Postoperative headache after surgical treatment of cerebellopontine angle tumors: a systematic review



Postoperative headache (POH) is a complication that occurs after surgical resection of cerebellopontine angle (CPA) tumors. The two most common surgical approaches are the translabyrinthine (TL), and retrosigmoid (RS) approach. The objective of this systematic review was to investigate whether POH occurs more frequently after RS compared to TL approaches.


A systematic search was conducted in Cochrane, Pubmed and Embase. Studies were included if POH after CPA tumor removal was reported and both surgical approaches were compared. The methodological quality of the studies was assessed using the Risk Of Bias In Non-randomized Studies of Interventions (ROBINS-I) tool.


In total, 3,942 unique articles were screened by title and abstract. After the initial screening process 63 articles were screened for relevance to the inquiry, of which seven studies were included. Three studies found no significant difference between both surgical approaches (p = 0.871, p = 0.120, p = 0.592). Three other studies found a lower rate of POH in the TL group compared to the RS group (p = 0.019, p < 0.001, p < 0.001). Another study showed a significantly lower POH rate in the TL group after one and six months (p = 0.006), but not after 1 year (p = 0.6).


The results of this systematic review show some evidence of a lower rate of POH in favor of the TL approach versus the RS approach for CPA tumor resection. Prospective research studies are needed to further investigate this finding.


Cerebellopontine angle (CPA) tumors account for around 10% of all intracranial neoplasms [1]. In approximately 98% of the cases, tumors of the CPA are either vestibular schwannomas (80 to 95%) or meningiomas (5 to 15%) [2, 3]. Despite their non-malignant nature, these tumors might induce severe comorbidity and a range of symptoms (i.e. instability and vestibular problems, cranial nerve neuropathy, intracranial hyperpressure, sensorineural hearing loss, tinnitus and headache). Treatment options of CPA tumors encompass observation (wait and scan), radiotherapy or a surgical approach.

The operative management of CPA tumors consists mainly of two different surgical approaches: the translabyrinthine (TL), and retrosigmoid (RS) approach [2, 4]. Both of these techniques are employed for any size of tumor, though only the RS approach can be used in cases of hearing preservation surgery. In the minority of cases a third technique, the middle cranial fossa (MF) approach, might be employed in cases of tumors limited to the internal auditory canal (IAC) (or with a minimal CPA extension), with serviceable hearing [5,6,7,8,9]. A disadvantage of the RS approach is that cerebellar retraction is often required to provide enough surgical exposure. Disadvantage of the TL approach is that it leads to total deafness. Despite the advantages and disadvantages of each approach, the main goal of surgical treatment, a (near-total) resection of the tumor with maximum preservation of facial nerve function, could be strived for with all three methods [2, 4, 9, 10].

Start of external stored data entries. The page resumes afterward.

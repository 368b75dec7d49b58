//! Primary catalog (JioSaavn-compatible mirrors)
//!
//! Mirrors disagree on envelope and field shapes, so normalization reads the
//! raw JSON defensively instead of deserializing into a fixed struct.

use super::entities::decode_html_entities;
use crate::track::{random_cover_url, unix_millis, TrackDescriptor};
use reqwest::Url;
use serde_json::Value;

/// Bitrate tiers, best first: `(quality label, token looked for in the link)`.
pub const QUALITY_TIERS: [(&str, &str); 3] =
    [("320kbps", "320"), ("160kbps", "160"), ("96kbps", "96")];

/// Search URL for one mirror.
pub fn search_url(base: &str, query: &str, limit: usize) -> Option<String> {
    let mut url = Url::parse(&format!("{}/search/songs", base.trim_end_matches('/'))).ok()?;
    url.query_pairs_mut()
        .append_pair("query", query)
        .append_pair("limit", &limit.to_string());
    Some(url.into())
}

/// The results array of a response, wherever the mirror put it.
pub fn results(body: &Value) -> Option<&Vec<Value>> {
    body.pointer("/data/results")
        .and_then(Value::as_array)
        .or_else(|| body.get("results").and_then(Value::as_array))
        .or_else(|| body.get("data").and_then(Value::as_array))
}

fn link(entry: &Value) -> Option<&str> {
    entry
        .get("link")
        .or_else(|| entry.get("url"))
        .and_then(Value::as_str)
}

/// Best stream URL from a `downloadUrl` field.
///
/// Prefers the highest tier present (by `quality` label or by the tier name
/// appearing in the link), falls back to the last entry. A plain string is
/// used as-is.
pub fn select_stream_url(download: &Value) -> Option<(String, Option<String>)> {
    if let Some(s) = download.as_str() {
        return (!s.is_empty()).then(|| (s.to_string(), None));
    }
    let entries = download.as_array()?;
    for (tier, token) in QUALITY_TIERS {
        let hit = entries.iter().find(|e| {
            e.get("quality").and_then(Value::as_str) == Some(tier)
                || link(e).is_some_and(|l| l.contains(token))
        });
        if let Some(url) = hit.and_then(link) {
            return Some((url.to_string(), Some(tier.to_string())));
        }
    }
    let last = entries.last()?;
    let quality = last
        .get("quality")
        .and_then(Value::as_str)
        .map(str::to_string);
    link(last).map(|l| (l.to_string(), quality))
}

fn select_image(image: Option<&Value>) -> String {
    match image {
        Some(Value::String(s)) if !s.is_empty() => s.clone(),
        Some(Value::Array(entries)) => [2usize, 1, 0]
            .iter()
            .filter_map(|&i| entries.get(i).and_then(link))
            .next()
            .map(str::to_string)
            .unwrap_or_else(random_cover_url),
        _ => random_cover_url(),
    }
}

fn text(value: Option<&Value>) -> Option<String> {
    match value? {
        Value::String(s) if !s.trim().is_empty() => Some(decode_html_entities(s)),
        _ => None,
    }
}

fn duration(value: Option<&Value>) -> u32 {
    let seconds = match value {
        Some(Value::Number(n)) => n.as_u64().map(|v| v as u32),
        Some(Value::String(s)) => s.trim().parse::<u32>().ok(),
        _ => None,
    };
    seconds.filter(|&d| d > 0).unwrap_or(180)
}

/// Normalize one result entry.
pub fn normalize(entry: &Value, demo_url: &str) -> TrackDescriptor {
    let title = text(entry.get("name"))
        .or_else(|| text(entry.get("title")))
        .unwrap_or_else(|| "Unknown Song".into());
    let artist = text(entry.get("primaryArtists"))
        .or_else(|| text(entry.get("singers")))
        .or_else(|| text(entry.get("artist")))
        .or_else(|| {
            // Newer mirrors nest artists as objects
            entry
                .pointer("/artists/primary")
                .and_then(Value::as_array)
                .map(|list| {
                    list.iter()
                        .filter_map(|a| a.get("name").and_then(Value::as_str))
                        .map(decode_html_entities)
                        .collect::<Vec<_>>()
                        .join(", ")
                })
                .filter(|s| !s.is_empty())
        })
        .unwrap_or_else(|| "Unknown Artist".into());
    let album = text(entry.pointer("/album/name"))
        .or_else(|| text(entry.get("album")))
        .unwrap_or_else(|| "Single".into());

    let stream = entry
        .get("downloadUrl")
        .and_then(select_stream_url)
        .or_else(|| {
            entry
                .get("media_url")
                .and_then(Value::as_str)
                .filter(|s| !s.is_empty())
                .map(|s| (s.to_string(), None))
        });
    let preview_url = stream.as_ref().map(|(url, _)| url.clone());
    let (stream_url, quality) = stream.unwrap_or_else(|| (demo_url.to_string(), None));

    let id = match entry.get("id") {
        Some(Value::String(s)) if !s.is_empty() => s.clone(),
        Some(Value::Number(n)) => n.to_string(),
        _ => format!("saavn_{}_{}", unix_millis(), rand::random::<u32>()),
    };

    TrackDescriptor {
        id,
        title,
        artist,
        album,
        cover_url: select_image(entry.get("image")),
        duration: duration(entry.get("duration")),
        stream_url,
        preview_url,
        quality,
    }
}

#[cfg(test)]
mod tests {
    use super::*;
    use serde_json::json;

    #[test]
    fn test_search_url_encodes_query() {
        let url = search_url("https://saavn.dev/api/", "a&b c", 10).unwrap();
        assert_eq!(url, "https://saavn.dev/api/search/songs?query=a%26b+c&limit=10");
    }

    #[test]
    fn test_results_envelopes() {
        assert_eq!(results(&json!({"data": {"results": [1]}})).map(Vec::len), Some(1));
        assert_eq!(results(&json!({"results": [1, 2]})).map(Vec::len), Some(2));
        assert_eq!(results(&json!({"data": [1, 2, 3]})).map(Vec::len), Some(3));
        assert!(results(&json!({"data": {}})).is_none());
    }

    #[test]
    fn test_stream_tier_preference() {
        let download = json!([
            {"quality": "12kbps", "link": "https://x/12.mp4"},
            {"quality": "96kbps", "link": "https://x/96.mp4"},
            {"quality": "160kbps", "url": "https://x/160.mp4"},
        ]);
        assert_eq!(
            select_stream_url(&download),
            Some(("https://x/160.mp4".into(), Some("160kbps".into())))
        );

        let by_link = json!([{"link": "https://x/a_96.mp4"}, {"link": "https://x/a_320.mp4"}]);
        assert_eq!(
            select_stream_url(&by_link),
            Some(("https://x/a_320.mp4".into(), Some("320kbps".into())))
        );

        let bare_160 = json!([{"url": "https://x/b_96.mp4"}, {"url": "https://x/b_160.mp4"}]);
        assert_eq!(select_stream_url(&bare_160).unwrap().0, "https://x/b_160.mp4");

        let odd = json!([{"quality": "48kbps", "link": "https://x/48"}, {"quality": "64kbps", "link": "https://x/64"}]);
        assert_eq!(
            select_stream_url(&odd),
            Some(("https://x/64".into(), Some("64kbps".into())))
        );

        assert_eq!(select_stream_url(&json!("https://x/direct")).unwrap().0, "https://x/direct");
        assert_eq!(select_stream_url(&json!([])), None);
    }

    #[test]
    fn test_normalize_full_entry() {
        let entry = json!({
            "id": "abc",
            "name": "Tum Hi Ho &amp; More",
            "primaryArtists": "Arijit Singh",
            "album": {"name": "Aashiqui 2"},
            "duration": "262",
            "image": [
                {"quality": "50x50", "link": "https://img/50"},
                {"quality": "150x150", "link": "https://img/150"},
                {"quality": "500x500", "link": "https://img/500"}
            ],
            "downloadUrl": [
                {"quality": "96kbps", "link": "https://cdn/96.mp4"},
                {"quality": "320kbps", "link": "https://cdn/320.mp4"}
            ]
        });
        let t = normalize(&entry, "demo");
        assert_eq!(t.id, "abc");
        assert_eq!(t.title, "Tum Hi Ho & More");
        assert_eq!(t.artist, "Arijit Singh");
        assert_eq!(t.album, "Aashiqui 2");
        assert_eq!(t.duration, 262);
        assert_eq!(t.cover_url, "https://img/500");
        assert_eq!(t.stream_url, "https://cdn/320.mp4");
        assert_eq!(t.quality.as_deref(), Some("320kbps"));
        assert_eq!(t.preview_url.as_deref(), Some("https://cdn/320.mp4"));
    }

    #[test]
    fn test_normalize_sparse_entry() {
        let t = normalize(&json!({"title": "X", "media_url": "https://m/1"}), "demo");
        assert_eq!(t.title, "X");
        assert_eq!(t.artist, "Unknown Artist");
        assert_eq!(t.album, "Single");
        assert_eq!(t.duration, 180);
        assert_eq!(t.stream_url, "https://m/1");
        assert!(t.id.starts_with("saavn_"));
        assert!(t.cover_url.starts_with("https://picsum.photos/"));

        assert_eq!(t.preview_url.as_deref(), Some("https://m/1"));

        let t = normalize(&json!({}), "demo");
        assert_eq!(t.title, "Unknown Song");
        assert_eq!(t.stream_url, "demo");
        assert_eq!(t.preview_url, None);
    }

    #[test]
    fn test_nested_artist_objects() {
        let entry = json!({"name": "Y", "artists": {"primary": [{"name": "A"}, {"name": "B &amp; C"}]}});
        assert_eq!(normalize(&entry, "demo").artist, "A, B & C");
    }
}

Postoperative headache (POH) is a known adverse event after CPA surgery, with a significant impact on quality of life [11]. Besides the burden for the individual, chronic pain has a great economic impact [12, 13]. In approximately 65% of patients with POH, it lasts beyond the initial postoperative period [4]. Although 84% of POHs resolve within the first 12 months after surgery, approximately 16% of patients still present with invalidating (refractory) pain even one year after surgery [14]. The reported rates of POH vary greatly between the different approaches (TL: 0 to 84%, RS: 10 to 93%), which might be due to heterogeneity between study populations and differences in POH definitions and study methodology [9, 14,15,16,17,18,19,20,21]. Two systematic reviews identified a trend of less POHs within the group of patients who underwent the TL approach [9, 21]. However, the results of these reviews were mainly based on single arm studies which were highly heterogeneous and difficult to compare. The goal of this review was to investigate the difference in POH rates after the two most applied surgical techniques (TL versus RS) of CPA tumor resection.

Materials and methods

The review was performed in accordance with the Preferred Reporting Items for Systematic Reviews and Meta-Analyses (PRISMA) statement [22, 23].

Search strategy

In this systematic review an electronic search was performed using the Cochrane, PubMed and EMBASE databases on 19/10/2020. Keywords used for the search included various synonyms and types for the surgical approach and for CPA tumors. The search strings can be found in the Appendix table.

Selection criteria

Titles and abstracts were screened independently by two authors. After title and abstract screening, potentially valuable articles were read in full text. Articles were included if written in English, Dutch, German, French, Spanish or Turkish language. Comparative studies were included if postoperative headache after CPA tumor removal was reported for both TL and RS approach. Studies were excluded if only one surgical approach was studied, if it concerned animal studies, opinion papers, poster presentations, reviews, meta-analyses, case reports (or less than 10 participants in one of the surgical approach groups), or if no full text was available. Consensus on inclusion and exclusion was reached through discussion between the authors. If no consensus could be reached, a third author was consulted. References and citating articles were screened for additional studies.

Quality assessment

The methodological quality of the studies was independently assessed by two authors using the risk of bias in non-randomized studies—of interventions (ROBINS-I) tool, to assess the risk of bias in the included studies [24]. Consensus on quality assessment was reached after discussion between the authors.

Data extraction

Study characteristics and outcome data of the included studies were extracted. Additionally, the following data were extracted: type of surgical approach, type of surgical procedure when undergoing RS tumor resection, number of patients who underwent surgery for CPA tumor, sex, mean age, tumor size, and duration of follow-up.

Statistical analysis

For calculation of p-values, the chi-square test was used.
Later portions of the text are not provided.